* Task goal *
Scan the entries for the word "insensitively", and copy every line where it appears.

#### Data for this task

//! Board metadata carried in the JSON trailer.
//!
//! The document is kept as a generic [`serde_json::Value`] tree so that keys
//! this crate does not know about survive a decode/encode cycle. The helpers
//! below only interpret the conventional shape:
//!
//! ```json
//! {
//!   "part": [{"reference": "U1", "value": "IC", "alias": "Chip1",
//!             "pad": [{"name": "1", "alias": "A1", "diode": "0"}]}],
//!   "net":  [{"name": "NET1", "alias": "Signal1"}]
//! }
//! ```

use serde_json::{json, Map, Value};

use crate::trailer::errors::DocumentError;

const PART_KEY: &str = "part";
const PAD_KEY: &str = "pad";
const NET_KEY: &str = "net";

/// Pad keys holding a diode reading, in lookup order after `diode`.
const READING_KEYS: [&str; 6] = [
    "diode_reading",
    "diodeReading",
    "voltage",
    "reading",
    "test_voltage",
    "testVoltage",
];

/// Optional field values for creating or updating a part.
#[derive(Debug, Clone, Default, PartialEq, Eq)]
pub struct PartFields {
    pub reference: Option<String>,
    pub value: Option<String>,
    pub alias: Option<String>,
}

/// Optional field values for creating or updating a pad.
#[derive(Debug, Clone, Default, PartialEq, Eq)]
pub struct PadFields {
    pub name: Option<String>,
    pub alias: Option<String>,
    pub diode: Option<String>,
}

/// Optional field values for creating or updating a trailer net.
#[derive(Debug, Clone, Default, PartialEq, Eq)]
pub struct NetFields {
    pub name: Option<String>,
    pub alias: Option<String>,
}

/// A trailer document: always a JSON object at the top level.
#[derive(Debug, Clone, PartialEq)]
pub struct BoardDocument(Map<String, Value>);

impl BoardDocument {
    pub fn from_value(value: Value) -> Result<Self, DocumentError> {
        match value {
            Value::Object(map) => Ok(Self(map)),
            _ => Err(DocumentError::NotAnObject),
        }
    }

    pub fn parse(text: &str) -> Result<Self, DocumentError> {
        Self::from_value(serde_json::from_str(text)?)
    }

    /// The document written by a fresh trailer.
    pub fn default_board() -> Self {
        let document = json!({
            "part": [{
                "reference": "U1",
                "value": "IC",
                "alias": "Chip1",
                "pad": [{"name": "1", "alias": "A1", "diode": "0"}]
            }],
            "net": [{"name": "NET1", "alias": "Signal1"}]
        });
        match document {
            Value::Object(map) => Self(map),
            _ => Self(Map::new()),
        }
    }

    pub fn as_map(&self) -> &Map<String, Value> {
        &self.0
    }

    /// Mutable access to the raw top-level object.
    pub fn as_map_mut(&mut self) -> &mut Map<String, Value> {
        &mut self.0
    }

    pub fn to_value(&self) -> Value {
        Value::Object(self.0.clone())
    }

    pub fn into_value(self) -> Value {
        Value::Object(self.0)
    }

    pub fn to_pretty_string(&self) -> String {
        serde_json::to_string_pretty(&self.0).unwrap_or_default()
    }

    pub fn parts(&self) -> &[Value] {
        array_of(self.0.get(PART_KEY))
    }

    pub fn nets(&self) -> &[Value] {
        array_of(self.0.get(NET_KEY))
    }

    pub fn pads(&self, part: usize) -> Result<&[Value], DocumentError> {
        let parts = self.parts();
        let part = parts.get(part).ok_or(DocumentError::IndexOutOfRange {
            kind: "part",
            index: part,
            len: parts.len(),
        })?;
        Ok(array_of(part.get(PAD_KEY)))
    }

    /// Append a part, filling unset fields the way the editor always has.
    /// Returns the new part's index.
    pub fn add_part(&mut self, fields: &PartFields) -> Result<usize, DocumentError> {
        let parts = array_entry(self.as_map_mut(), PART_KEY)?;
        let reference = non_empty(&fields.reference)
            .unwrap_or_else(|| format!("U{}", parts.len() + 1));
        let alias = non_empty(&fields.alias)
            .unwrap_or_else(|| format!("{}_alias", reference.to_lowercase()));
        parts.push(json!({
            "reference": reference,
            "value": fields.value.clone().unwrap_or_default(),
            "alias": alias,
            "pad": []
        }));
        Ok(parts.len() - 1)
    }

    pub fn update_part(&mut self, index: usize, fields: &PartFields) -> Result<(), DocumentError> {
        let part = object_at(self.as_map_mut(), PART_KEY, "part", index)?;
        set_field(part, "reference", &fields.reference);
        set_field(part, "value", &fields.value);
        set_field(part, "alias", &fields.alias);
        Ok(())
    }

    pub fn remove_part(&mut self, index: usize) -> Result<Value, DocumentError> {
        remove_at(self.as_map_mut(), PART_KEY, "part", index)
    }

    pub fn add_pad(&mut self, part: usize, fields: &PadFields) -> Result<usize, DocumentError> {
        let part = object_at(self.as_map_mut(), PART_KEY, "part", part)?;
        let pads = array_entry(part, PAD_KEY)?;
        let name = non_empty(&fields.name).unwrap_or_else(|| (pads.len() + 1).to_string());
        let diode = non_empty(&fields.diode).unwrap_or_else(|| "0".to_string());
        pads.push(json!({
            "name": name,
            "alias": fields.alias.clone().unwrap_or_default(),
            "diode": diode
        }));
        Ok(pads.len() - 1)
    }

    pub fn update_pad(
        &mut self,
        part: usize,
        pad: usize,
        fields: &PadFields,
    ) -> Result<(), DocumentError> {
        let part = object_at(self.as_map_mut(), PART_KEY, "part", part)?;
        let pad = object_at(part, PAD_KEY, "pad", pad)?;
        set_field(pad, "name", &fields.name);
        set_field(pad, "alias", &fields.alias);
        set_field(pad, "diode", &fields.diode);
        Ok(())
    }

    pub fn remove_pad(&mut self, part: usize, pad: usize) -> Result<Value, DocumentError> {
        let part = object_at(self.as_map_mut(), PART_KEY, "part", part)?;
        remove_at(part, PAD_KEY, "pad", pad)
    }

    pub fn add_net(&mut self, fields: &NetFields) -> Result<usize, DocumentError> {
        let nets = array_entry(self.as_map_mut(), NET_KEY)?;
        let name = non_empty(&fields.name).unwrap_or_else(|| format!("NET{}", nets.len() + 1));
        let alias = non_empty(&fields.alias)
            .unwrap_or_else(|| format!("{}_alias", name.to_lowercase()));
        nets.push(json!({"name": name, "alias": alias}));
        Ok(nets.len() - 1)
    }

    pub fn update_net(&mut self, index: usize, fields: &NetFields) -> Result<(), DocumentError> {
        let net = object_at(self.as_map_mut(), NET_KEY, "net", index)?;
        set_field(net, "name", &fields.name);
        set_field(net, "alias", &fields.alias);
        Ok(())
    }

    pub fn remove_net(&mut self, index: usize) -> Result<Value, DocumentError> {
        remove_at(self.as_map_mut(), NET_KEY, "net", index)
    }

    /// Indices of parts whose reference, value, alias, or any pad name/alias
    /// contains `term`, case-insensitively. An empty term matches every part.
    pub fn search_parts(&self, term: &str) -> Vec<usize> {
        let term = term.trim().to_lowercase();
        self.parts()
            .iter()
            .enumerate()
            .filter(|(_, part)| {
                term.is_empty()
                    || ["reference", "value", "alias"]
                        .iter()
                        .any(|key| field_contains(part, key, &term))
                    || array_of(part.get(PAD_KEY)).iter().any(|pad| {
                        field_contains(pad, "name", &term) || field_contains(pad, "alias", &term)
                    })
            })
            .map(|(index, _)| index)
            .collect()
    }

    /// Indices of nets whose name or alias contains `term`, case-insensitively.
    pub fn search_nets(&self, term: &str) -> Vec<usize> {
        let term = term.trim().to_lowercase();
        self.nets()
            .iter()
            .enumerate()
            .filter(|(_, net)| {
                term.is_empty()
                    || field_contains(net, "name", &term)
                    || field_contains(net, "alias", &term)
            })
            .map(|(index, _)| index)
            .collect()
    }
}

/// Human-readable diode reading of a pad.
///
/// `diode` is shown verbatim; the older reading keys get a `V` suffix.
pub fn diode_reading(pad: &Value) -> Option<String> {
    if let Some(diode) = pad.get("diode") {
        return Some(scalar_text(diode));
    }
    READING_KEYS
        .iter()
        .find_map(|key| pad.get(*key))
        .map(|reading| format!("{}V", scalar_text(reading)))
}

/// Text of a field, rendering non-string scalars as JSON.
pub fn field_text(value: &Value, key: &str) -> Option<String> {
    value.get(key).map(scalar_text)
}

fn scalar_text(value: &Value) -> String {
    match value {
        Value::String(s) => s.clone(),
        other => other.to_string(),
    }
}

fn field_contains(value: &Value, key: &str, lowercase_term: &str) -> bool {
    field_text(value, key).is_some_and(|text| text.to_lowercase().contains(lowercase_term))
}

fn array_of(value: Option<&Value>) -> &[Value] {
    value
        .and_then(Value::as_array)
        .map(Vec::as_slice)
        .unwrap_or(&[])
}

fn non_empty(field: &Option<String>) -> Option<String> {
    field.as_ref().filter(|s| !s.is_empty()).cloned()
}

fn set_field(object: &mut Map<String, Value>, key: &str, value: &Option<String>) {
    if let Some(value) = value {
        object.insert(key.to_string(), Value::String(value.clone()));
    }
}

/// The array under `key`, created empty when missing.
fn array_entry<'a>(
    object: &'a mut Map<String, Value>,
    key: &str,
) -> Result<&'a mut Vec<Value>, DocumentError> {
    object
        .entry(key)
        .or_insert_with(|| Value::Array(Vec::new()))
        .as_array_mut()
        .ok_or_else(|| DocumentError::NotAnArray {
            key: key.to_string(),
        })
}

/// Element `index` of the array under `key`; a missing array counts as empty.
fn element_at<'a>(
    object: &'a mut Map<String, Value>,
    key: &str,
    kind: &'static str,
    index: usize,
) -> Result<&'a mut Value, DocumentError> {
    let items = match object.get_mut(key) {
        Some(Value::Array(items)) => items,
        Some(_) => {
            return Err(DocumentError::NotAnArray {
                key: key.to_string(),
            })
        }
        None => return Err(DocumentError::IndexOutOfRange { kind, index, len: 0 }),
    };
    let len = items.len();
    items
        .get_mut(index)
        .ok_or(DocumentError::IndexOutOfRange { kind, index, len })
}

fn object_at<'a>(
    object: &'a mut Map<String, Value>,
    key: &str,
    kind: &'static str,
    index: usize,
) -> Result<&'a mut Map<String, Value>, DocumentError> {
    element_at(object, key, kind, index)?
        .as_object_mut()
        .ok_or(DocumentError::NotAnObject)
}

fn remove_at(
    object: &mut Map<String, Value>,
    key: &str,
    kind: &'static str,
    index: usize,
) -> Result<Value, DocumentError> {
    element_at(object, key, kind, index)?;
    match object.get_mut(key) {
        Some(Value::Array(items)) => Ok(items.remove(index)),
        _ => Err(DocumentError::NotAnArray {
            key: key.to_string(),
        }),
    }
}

########
#### Data for this task

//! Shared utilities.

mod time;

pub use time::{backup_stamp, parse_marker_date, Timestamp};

########

* Solution to this exercise *
    /// contains `term`, case-insensitively. An empty term matches every part.
    /// Indices of nets whose name or alias contains `term`, case-insensitively.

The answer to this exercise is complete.